WHAT THE TASK REQUIRES ▸
Set down all of the data that follows, keeping every character.

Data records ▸
- - - -
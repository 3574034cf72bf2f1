//! Format decision rules.
//!
//! The decision runs in priority order:
//! 1. two teams always get single elimination at 95
//! 2. three or four teams always get round robin at 85
//! 3. otherwise a team-count heuristic picks the format
//! 4. past decisions for the same sport at a similar team count override
//!    the heuristic and raise its confidence
//!
//! All functions here are pure; history is fetched by the caller.

use super::models::{
    AlternativeFormat, ComplexityScores, DailyCapacity, FormatRecommendation, HistorySample,
    MatchCounts, Recommendation, TournamentAnalysis, Verdict,
};
use crate::format::BracketFormat;

/// Team-count distance within which a past tournament counts as similar
pub const SIMILAR_TEAM_RANGE: usize = 2;

/// Confidence added when history overrides the heuristic
pub const LEARNING_BOOST: u8 = 10;

/// Highest confidence a learned recommendation can reach
pub const MAX_LEARNED_CONFIDENCE: u8 = 95;

/// Largest roster for which round robin is the heuristic choice.
///
/// One below the older "up to 8 teams" band: an 8-team roster
/// is recommended single elimination at 85, with round robin listed as not
/// recommended.
pub const ROUND_ROBIN_MAX_TEAMS: usize = 7;

/// Largest roster for which double elimination is still an alternative
pub const DOUBLE_ELIMINATION_MAX_TEAMS: usize = 16;

/// Minutes available for matches per scheduling day
pub const SCHEDULING_MINUTES_PER_DAY: u32 = 8 * 60;

/// Match duration used for sports without a known duration
pub const DEFAULT_MATCH_MINUTES: u32 = 45;

/// What past decisions say about a roster size
#[derive(Debug, Clone, Copy, PartialEq, Eq)]
pub struct LearnedPreference {
    pub best_format: Option<BracketFormat>,
    pub similar_cases: usize,
}

impl LearnedPreference {
    pub const NONE: LearnedPreference = LearnedPreference {
        best_format: None,
        similar_cases: 0,
    };

    pub fn used_learning(&self) -> bool {
        self.best_format.is_some()
    }
}

/// Fixed answers for tiny rosters; history never overrides these
pub fn special_case(num_teams: usize) -> Option<(BracketFormat, u8)> {
    match num_teams {
        2 => Some((BracketFormat::SingleElimination, 95)),
        3 | 4 => Some((BracketFormat::RoundRobin, 85)),
        _ => None,
    }
}

/// Team-count heuristic for rosters without a special case
pub fn heuristic(num_teams: usize) -> (BracketFormat, u8) {
    if num_teams <= ROUND_ROBIN_MAX_TEAMS {
        (BracketFormat::RoundRobin, 80)
    } else if num_teams <= 16 {
        (BracketFormat::SingleElimination, 85)
    } else {
        (BracketFormat::SingleElimination, 90)
    }
}

/// Most frequent effective format among similar past tournaments.
///
/// `history` is newest first; on a frequency tie the format seen first wins.
pub fn analyze_history(history: &[HistorySample], num_teams: usize) -> LearnedPreference {
    let similar: Vec<&HistorySample> = history
        .iter()
        .filter(|sample| sample.num_teams.abs_diff(num_teams) <= SIMILAR_TEAM_RANGE)
        .collect();

    let mut counts: Vec<(BracketFormat, usize)> = Vec::new();
    for sample in &similar {
        let format = sample.effective_format();
        match counts.iter_mut().find(|(f, _)| *f == format) {
            Some((_, count)) => *count += 1,
            None => counts.push((format, 1)),
        }
    }

    let mut best: Option<(BracketFormat, usize)> = None;
    for (format, count) in counts {
        if best.is_none_or(|(_, top)| count > top) {
            best = Some((format, count));
        }
    }

    LearnedPreference {
        best_format: best.map(|(format, _)| format),
        similar_cases: similar.len(),
    }
}

/// Decide the format for a roster given the sport's history
pub fn recommend(num_teams: usize, sport_type: &str, history: &[HistorySample]) -> Recommendation {
    let (format, confidence, learned) = match special_case(num_teams) {
        Some((format, confidence)) => (format, confidence, LearnedPreference::NONE),
        None => {
            let (base_format, base_confidence) = heuristic(num_teams);
            let learned = analyze_history(history, num_teams);
            match learned.best_format {
                Some(format) => (
                    format,
                    base_confidence
                        .saturating_add(LEARNING_BOOST)
                        .min(MAX_LEARNED_CONFIDENCE),
                    learned,
                ),
                None => (base_format, base_confidence, learned),
            }
        }
    };

    build(format, num_teams, confidence, learned, sport_type)
}

/// Assemble the full answer for a decided format
pub fn build(
    format: BracketFormat,
    num_teams: usize,
    confidence: u8,
    learned: LearnedPreference,
    sport_type: &str,
) -> Recommendation {
    let mut reason = format.reason(num_teams);
    if learned.used_learning() {
        reason.push_str(&format!(
            " [Learning: Based on {} similar past tournaments]",
            learned.similar_cases
        ));
    }

    Recommendation {
        recommendation: FormatRecommendation {
            format,
            matches: format.match_count(num_teams),
            rounds: format.round_count(num_teams),
            confidence,
            description: format.description(num_teams),
            reason,
            learning_based: learned.used_learning(),
        },
        alternatives: alternatives(num_teams, format),
        analysis: analysis(num_teams, sport_type),
    }
}

/// Every format except `primary`, with a verdict
pub fn alternatives(num_teams: usize, primary: BracketFormat) -> Vec<AlternativeFormat> {
    BracketFormat::ALL
        .into_iter()
        .filter(|format| *format != primary)
        .map(|format| {
            let matches = format.match_count(num_teams);
            let (verdict, warning) = match format {
                BracketFormat::RoundRobin if num_teams > ROUND_ROBIN_MAX_TEAMS => (
                    Verdict::NotRecommended,
                    Some(format!(
                        "{matches} matches would be too many for {num_teams} teams"
                    )),
                ),
                BracketFormat::DoubleElimination if num_teams > DOUBLE_ELIMINATION_MAX_TEAMS => (
                    Verdict::NotRecommended,
                    Some(format!(
                        "{matches} matches - too complex for {num_teams} teams"
                    )),
                ),
                BracketFormat::RoundRobin if num_teams <= 4 => (Verdict::AlsoGood, None),
                _ => (Verdict::Alternative, None),
            };
            AlternativeFormat {
                format,
                verdict,
                matches,
                rounds: format.round_count(num_teams),
                warning,
                description: format.description(num_teams),
            }
        })
        .collect()
}

/// Nominal match length of a sport, case-insensitive
pub fn match_duration_minutes(sport_type: &str) -> u32 {
    match sport_type.trim().to_lowercase().as_str() {
        "basketball" => 40,
        "volleyball" => 45,
        "badminton" => 30,
        "chess" => 60,
        "ml" => 25,
        "codm" => 20,
        _ => DEFAULT_MATCH_MINUTES,
    }
}

pub fn daily_capacity(sport_type: &str) -> DailyCapacity {
    let duration = match_duration_minutes(sport_type);
    DailyCapacity {
        max_matches_per_day: SCHEDULING_MINUTES_PER_DAY / duration,
        match_duration_minutes: duration,
        sport_type: sport_type.to_string(),
    }
}

pub fn analysis(num_teams: usize, sport_type: &str) -> TournamentAnalysis {
    let match_counts = MatchCounts::for_teams(num_teams);
    let daily_capacity = daily_capacity(sport_type);
    let per_day = daily_capacity.max_matches_per_day.max(1) as usize;
    TournamentAnalysis {
        team_count: num_teams,
        match_counts,
        estimated_days: match_counts.round_robin.div_ceil(per_day) as u32,
        daily_capacity,
        complexity: ComplexityScores::for_teams(num_teams),
    }
}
- - - -
TASK SOLUTION ▸
repository 3574034cf72bf2f1
//! Format decision rules.
//!
//! The decision runs in priority order:
//! 1. two teams always get single elimination at 95
//! 2. three or four teams always get round robin at 85
//! 3. otherwise a team-count heuristic picks the format
//! 4. past decisions for the same sport at a similar team count override
//!    the heuristic and raise its confidence
//!
//! All functions here are pure; history is fetched by the caller.

use super::models::{
    AlternativeFormat, ComplexityScores, DailyCapacity, FormatRecommendation, HistorySample,
    MatchCounts, Recommendation, TournamentAnalysis, Verdict,
};
use crate::format::BracketFormat;

/// Team-count distance within which a past tournament counts as similar
pub const SIMILAR_TEAM_RANGE: usize = 2;

/// Confidence added when history overrides the heuristic
pub const LEARNING_BOOST: u8 = 10;

/// Highest confidence a learned recommendation can reach
pub const MAX_LEARNED_CONFIDENCE: u8 = 95;

/// Largest roster for which round robin is the heuristic choice.
///
/// One below the older "up to 8 teams" band: an 8-team roster
/// is recommended single elimination at 85, with round robin listed as not
/// recommended.
pub const ROUND_ROBIN_MAX_TEAMS: usize = 7;

/// Largest roster for which double elimination is still an alternative
pub const DOUBLE_ELIMINATION_MAX_TEAMS: usize = 16;

/// Minutes available for matches per scheduling day
pub const SCHEDULING_MINUTES_PER_DAY: u32 = 8 * 60;

/// Match duration used for sports without a known duration
pub const DEFAULT_MATCH_MINUTES: u32 = 45;

/// What past decisions say about a roster size
#[derive(Debug, Clone, Copy, PartialEq, Eq)]
pub struct LearnedPreference {
    pub best_format: Option<BracketFormat>,
    pub similar_cases: usize,
}

impl LearnedPreference {
    pub const NONE: LearnedPreference = LearnedPreference {
        best_format: None,
        similar_cases: 0,
    };

    pub fn used_learning(&self) -> bool {
        self.best_format.is_some()
    }
}

/// Fixed answers for tiny rosters; history never overrides these
pub fn special_case(num_teams: usize) -> Option<(BracketFormat, u8)> {
    match num_teams {
        2 => Some((BracketFormat::SingleElimination, 95)),
        3 | 4 => Some((BracketFormat::RoundRobin, 85)),
        _ => None,
    }
}

/// Team-count heuristic for rosters without a special case
pub fn heuristic(num_teams: usize) -> (BracketFormat, u8) {
    if num_teams <= ROUND_ROBIN_MAX_TEAMS {
        (BracketFormat::RoundRobin, 80)
    } else if num_teams <= 16 {
        (BracketFormat::SingleElimination, 85)
    } else {
        (BracketFormat::SingleElimination, 90)
    }
}

/// Most frequent effective format among similar past tournaments.
///
/// `history` is newest first; on a frequency tie the format seen first wins.
pub fn analyze_history(history: &[HistorySample], num_teams: usize) -> LearnedPreference {
    let similar: Vec<&HistorySample> = history
        .iter()
        .filter(|sample| sample.num_teams.abs_diff(num_teams) <= SIMILAR_TEAM_RANGE)
        .collect();

    let mut counts: Vec<(BracketFormat, usize)> = Vec::new();
    for sample in &similar {
        let format = sample.effective_format();
        match counts.iter_mut().find(|(f, _)| *f == format) {
            Some((_, count)) => *count += 1,
            None => counts.push((format, 1)),
        }
    }

    let mut best: Option<(BracketFormat, usize)> = None;
    for (format, count) in counts {
        if best.is_none_or(|(_, top)| count > top) {
            best = Some((format, count));
        }
    }

    LearnedPreference {
        best_format: best.map(|(format, _)| format),
        similar_cases: similar.len(),
    }
}

/// Decide the format for a roster given the sport's history
pub fn recommend(num_teams: usize, sport_type: &str, history: &[HistorySample]) -> Recommendation {
    let (format, confidence, learned) = match special_case(num_teams) {
        Some((format, confidence)) => (format, confidence, LearnedPreference::NONE),
        None => {
            let (base_format, base_confidence) = heuristic(num_teams);
            let learned = analyze_history(history, num_teams);
            match learned.best_format {
                Some(format) => (
                    format,
                    base_confidence
                        .saturating_add(LEARNING_BOOST)
                        .min(MAX_LEARNED_CONFIDENCE),
                    learned,
                ),
                None => (base_format, base_confidence, learned),
            }
        }
    };

    build(format, num_teams, confidence, learned, sport_type)
}

/// Assemble the full answer for a decided format
pub fn build(
    format: BracketFormat,
    num_teams: usize,
    confidence: u8,
    learned: LearnedPreference,
    sport_type: &str,
) -> Recommendation {
    let mut reason = format.reason(num_teams);
    if learned.used_learning() {
        reason.push_str(&format!(
            " [Learning: Based on {} similar past tournaments]",
            learned.similar_cases
        ));
    }

    Recommendation {
        recommendation: FormatRecommendation {
            format,
            matches: format.match_count(num_teams),
            rounds: format.round_count(num_teams),
            confidence,
            description: format.description(num_teams),
            reason,
            learning_based: learned.used_learning(),
        },
        alternatives: alternatives(num_teams, format),
        analysis: analysis(num_teams, sport_type),
    }
}

/// Every format except `primary`, with a verdict
pub fn alternatives(num_teams: usize, primary: BracketFormat) -> Vec<AlternativeFormat> {
    BracketFormat::ALL
        .into_iter()
        .filter(|format| *format != primary)
        .map(|format| {
            let matches = format.match_count(num_teams);
            let (verdict, warning) = match format {
                BracketFormat::RoundRobin if num_teams > ROUND_ROBIN_MAX_TEAMS => (
                    Verdict::NotRecommended,
                    Some(format!(
                        "{matches} matches would be too many for {num_teams} teams"
                    )),
                ),
                BracketFormat::DoubleElimination if num_teams > DOUBLE_ELIMINATION_MAX_TEAMS => (
                    Verdict::NotRecommended,
                    Some(format!(
                        "{matches} matches - too complex for {num_teams} teams"
                    )),
                ),
                BracketFormat::RoundRobin if num_teams <= 4 => (Verdict::AlsoGood, None),
                _ => (Verdict::Alternative, None),
            };
            AlternativeFormat {
                format,
                verdict,
                matches,
                rounds: format.round_count(num_teams),
                warning,
                description: format.description(num_teams),
            }
        })
        .collect()
}

/// Nominal match length of a sport, case-insensitive
pub fn match_duration_minutes(sport_type: &str) -> u32 {
    match sport_type.trim().to_lowercase().as_str() {
        "basketball" => 40,
        "volleyball" => 45,
        "badminton" => 30,
        "chess" => 60,
        "ml" => 25,
        "codm" => 20,
        _ => DEFAULT_MATCH_MINUTES,
    }
}

pub fn daily_capacity(sport_type: &str) -> DailyCapacity {
    let duration = match_duration_minutes(sport_type);
    DailyCapacity {
        max_matches_per_day: SCHEDULING_MINUTES_PER_DAY / duration,
        match_duration_minutes: duration,
        sport_type: sport_type.to_string(),
    }
}

pub fn analysis(num_teams: usize, sport_type: &str) -> TournamentAnalysis {
    let match_counts = MatchCounts::for_teams(num_teams);
    let daily_capacity = daily_capacity(sport_type);
    let per_day = daily_capacity.max_matches_per_day.max(1) as usize;
    TournamentAnalysis {
        team_count: num_teams,
        match_counts,
        estimated_days: match_counts.round_robin.div_ceil(per_day) as u32,
        daily_capacity,
        complexity: ComplexityScores::for_teams(num_teams),
    }
}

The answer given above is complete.